(What is being asked) Every line of the entries with the word "bundle" in it should be shown.

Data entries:
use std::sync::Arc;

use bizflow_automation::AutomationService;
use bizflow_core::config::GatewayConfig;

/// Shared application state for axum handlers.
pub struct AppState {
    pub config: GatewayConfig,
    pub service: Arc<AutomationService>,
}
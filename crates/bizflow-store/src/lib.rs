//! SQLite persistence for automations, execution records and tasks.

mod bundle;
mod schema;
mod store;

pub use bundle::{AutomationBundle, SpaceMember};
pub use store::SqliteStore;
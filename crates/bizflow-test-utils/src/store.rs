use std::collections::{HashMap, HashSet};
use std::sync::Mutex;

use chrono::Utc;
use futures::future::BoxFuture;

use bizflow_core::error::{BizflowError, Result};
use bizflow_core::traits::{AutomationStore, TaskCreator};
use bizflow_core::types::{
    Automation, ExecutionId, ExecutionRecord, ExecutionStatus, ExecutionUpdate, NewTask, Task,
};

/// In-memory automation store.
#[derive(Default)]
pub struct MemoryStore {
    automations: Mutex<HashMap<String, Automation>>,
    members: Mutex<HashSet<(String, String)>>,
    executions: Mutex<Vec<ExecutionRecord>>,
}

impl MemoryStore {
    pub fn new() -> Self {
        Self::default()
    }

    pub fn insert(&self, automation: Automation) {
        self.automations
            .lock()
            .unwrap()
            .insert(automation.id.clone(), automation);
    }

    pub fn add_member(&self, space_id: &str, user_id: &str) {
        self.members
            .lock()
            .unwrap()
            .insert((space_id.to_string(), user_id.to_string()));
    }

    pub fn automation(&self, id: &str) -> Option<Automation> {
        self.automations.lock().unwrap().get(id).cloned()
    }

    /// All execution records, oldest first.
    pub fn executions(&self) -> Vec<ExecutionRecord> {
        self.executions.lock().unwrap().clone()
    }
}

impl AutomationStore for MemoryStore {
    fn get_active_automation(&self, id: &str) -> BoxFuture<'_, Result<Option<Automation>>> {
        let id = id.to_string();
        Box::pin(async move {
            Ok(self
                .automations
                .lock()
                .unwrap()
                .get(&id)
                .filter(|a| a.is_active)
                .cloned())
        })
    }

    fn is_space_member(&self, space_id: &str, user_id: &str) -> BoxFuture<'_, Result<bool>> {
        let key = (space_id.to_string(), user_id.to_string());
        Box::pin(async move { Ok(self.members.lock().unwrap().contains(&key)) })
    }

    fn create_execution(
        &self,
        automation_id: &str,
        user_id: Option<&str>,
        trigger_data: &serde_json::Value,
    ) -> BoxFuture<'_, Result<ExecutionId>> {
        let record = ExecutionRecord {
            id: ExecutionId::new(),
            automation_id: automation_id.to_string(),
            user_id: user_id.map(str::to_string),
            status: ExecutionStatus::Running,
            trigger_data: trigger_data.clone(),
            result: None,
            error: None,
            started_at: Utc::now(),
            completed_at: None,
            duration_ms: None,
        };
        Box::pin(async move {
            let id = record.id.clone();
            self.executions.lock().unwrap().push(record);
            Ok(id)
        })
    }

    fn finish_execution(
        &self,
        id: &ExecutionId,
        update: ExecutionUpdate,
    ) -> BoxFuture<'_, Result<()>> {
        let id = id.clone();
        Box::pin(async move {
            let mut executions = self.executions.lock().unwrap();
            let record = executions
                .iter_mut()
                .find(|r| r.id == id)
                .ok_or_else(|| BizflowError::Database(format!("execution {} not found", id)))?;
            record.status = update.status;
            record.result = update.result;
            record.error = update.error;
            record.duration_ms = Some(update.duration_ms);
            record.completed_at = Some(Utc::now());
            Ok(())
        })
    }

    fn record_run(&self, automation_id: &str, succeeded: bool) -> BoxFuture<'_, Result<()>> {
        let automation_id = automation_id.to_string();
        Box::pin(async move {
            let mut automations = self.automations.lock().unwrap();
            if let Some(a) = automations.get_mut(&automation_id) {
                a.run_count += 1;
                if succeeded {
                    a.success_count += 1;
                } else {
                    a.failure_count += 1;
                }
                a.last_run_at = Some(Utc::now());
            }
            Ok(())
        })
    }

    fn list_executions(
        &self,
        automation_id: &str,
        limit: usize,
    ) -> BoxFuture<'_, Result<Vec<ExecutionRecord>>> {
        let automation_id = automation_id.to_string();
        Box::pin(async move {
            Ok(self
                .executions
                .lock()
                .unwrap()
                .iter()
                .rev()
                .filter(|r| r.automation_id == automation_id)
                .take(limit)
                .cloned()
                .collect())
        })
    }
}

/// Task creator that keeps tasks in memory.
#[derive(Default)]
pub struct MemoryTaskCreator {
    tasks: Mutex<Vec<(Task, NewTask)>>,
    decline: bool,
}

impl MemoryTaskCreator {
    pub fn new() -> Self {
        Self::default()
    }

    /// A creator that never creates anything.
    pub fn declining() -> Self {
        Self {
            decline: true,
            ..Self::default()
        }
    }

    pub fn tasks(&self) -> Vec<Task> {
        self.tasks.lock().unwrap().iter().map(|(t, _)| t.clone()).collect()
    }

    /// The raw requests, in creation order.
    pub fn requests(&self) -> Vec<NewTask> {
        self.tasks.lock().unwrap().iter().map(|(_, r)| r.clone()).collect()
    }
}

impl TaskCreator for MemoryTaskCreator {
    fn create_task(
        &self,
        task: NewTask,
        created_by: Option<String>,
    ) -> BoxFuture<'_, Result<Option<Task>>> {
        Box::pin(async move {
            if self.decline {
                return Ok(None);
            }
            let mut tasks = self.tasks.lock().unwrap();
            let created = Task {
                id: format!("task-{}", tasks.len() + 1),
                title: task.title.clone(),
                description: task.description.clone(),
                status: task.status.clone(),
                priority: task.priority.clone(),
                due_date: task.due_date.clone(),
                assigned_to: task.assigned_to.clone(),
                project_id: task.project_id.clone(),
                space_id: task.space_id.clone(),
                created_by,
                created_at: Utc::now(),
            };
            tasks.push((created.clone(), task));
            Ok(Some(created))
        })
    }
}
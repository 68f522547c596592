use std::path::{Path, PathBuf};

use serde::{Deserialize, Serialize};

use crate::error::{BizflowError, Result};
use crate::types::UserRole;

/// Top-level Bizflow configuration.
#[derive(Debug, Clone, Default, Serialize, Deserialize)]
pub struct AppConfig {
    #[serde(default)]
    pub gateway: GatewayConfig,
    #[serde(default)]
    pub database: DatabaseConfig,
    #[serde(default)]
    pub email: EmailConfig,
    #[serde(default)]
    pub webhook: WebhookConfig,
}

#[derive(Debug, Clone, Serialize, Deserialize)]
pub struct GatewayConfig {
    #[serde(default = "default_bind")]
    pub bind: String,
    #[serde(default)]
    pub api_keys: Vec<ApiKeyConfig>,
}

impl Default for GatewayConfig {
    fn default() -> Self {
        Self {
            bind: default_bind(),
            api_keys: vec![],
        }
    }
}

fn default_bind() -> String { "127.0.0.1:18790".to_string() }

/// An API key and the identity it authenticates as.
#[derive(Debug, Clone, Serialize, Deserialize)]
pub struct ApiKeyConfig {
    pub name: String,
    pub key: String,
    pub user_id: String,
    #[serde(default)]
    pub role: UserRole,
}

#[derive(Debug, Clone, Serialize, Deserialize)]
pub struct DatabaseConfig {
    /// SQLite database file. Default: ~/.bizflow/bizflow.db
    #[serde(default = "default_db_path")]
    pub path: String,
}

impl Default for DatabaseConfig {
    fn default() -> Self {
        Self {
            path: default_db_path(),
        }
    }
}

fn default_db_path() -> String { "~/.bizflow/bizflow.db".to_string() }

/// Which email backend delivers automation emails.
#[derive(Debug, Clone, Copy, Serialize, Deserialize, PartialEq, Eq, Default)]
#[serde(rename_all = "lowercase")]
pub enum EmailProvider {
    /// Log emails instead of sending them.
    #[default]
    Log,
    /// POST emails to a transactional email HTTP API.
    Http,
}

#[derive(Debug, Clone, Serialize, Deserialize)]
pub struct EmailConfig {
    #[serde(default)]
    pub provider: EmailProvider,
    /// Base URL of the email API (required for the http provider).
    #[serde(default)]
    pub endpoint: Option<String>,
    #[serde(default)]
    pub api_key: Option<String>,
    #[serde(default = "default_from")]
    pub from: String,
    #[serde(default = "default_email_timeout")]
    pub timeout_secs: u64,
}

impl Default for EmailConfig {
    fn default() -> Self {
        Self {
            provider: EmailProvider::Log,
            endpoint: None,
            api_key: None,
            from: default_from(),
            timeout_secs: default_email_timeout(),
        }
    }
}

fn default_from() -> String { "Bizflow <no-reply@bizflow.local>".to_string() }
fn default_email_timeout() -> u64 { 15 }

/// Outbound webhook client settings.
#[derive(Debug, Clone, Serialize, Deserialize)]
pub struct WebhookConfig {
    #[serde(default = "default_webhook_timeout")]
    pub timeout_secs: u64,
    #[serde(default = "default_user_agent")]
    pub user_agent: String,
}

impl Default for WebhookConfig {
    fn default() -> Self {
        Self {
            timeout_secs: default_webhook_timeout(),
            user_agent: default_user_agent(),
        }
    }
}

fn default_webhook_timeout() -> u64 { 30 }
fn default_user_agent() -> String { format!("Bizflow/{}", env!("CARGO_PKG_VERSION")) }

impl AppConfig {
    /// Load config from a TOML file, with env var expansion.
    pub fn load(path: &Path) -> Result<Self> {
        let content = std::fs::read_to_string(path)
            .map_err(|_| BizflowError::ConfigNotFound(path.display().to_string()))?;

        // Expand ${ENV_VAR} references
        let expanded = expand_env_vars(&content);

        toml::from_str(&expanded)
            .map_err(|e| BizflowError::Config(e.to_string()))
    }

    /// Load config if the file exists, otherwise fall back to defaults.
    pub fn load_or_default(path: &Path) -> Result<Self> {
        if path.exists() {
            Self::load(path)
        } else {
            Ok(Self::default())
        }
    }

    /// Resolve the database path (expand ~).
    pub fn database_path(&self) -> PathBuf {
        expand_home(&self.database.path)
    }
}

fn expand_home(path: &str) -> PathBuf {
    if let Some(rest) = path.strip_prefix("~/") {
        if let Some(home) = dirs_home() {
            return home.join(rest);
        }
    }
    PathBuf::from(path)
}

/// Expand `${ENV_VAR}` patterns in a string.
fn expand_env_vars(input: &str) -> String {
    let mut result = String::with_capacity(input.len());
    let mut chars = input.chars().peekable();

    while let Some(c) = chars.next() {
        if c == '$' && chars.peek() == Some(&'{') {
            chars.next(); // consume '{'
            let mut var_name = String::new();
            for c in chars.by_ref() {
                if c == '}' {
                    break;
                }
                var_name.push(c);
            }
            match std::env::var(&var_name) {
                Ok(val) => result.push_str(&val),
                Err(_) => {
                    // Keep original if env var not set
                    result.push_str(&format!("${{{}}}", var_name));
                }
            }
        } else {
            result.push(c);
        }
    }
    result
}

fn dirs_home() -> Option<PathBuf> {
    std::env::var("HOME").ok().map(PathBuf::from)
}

(Exercise result)
mod bundle;
pub use bundle::{AutomationBundle, SpaceMember};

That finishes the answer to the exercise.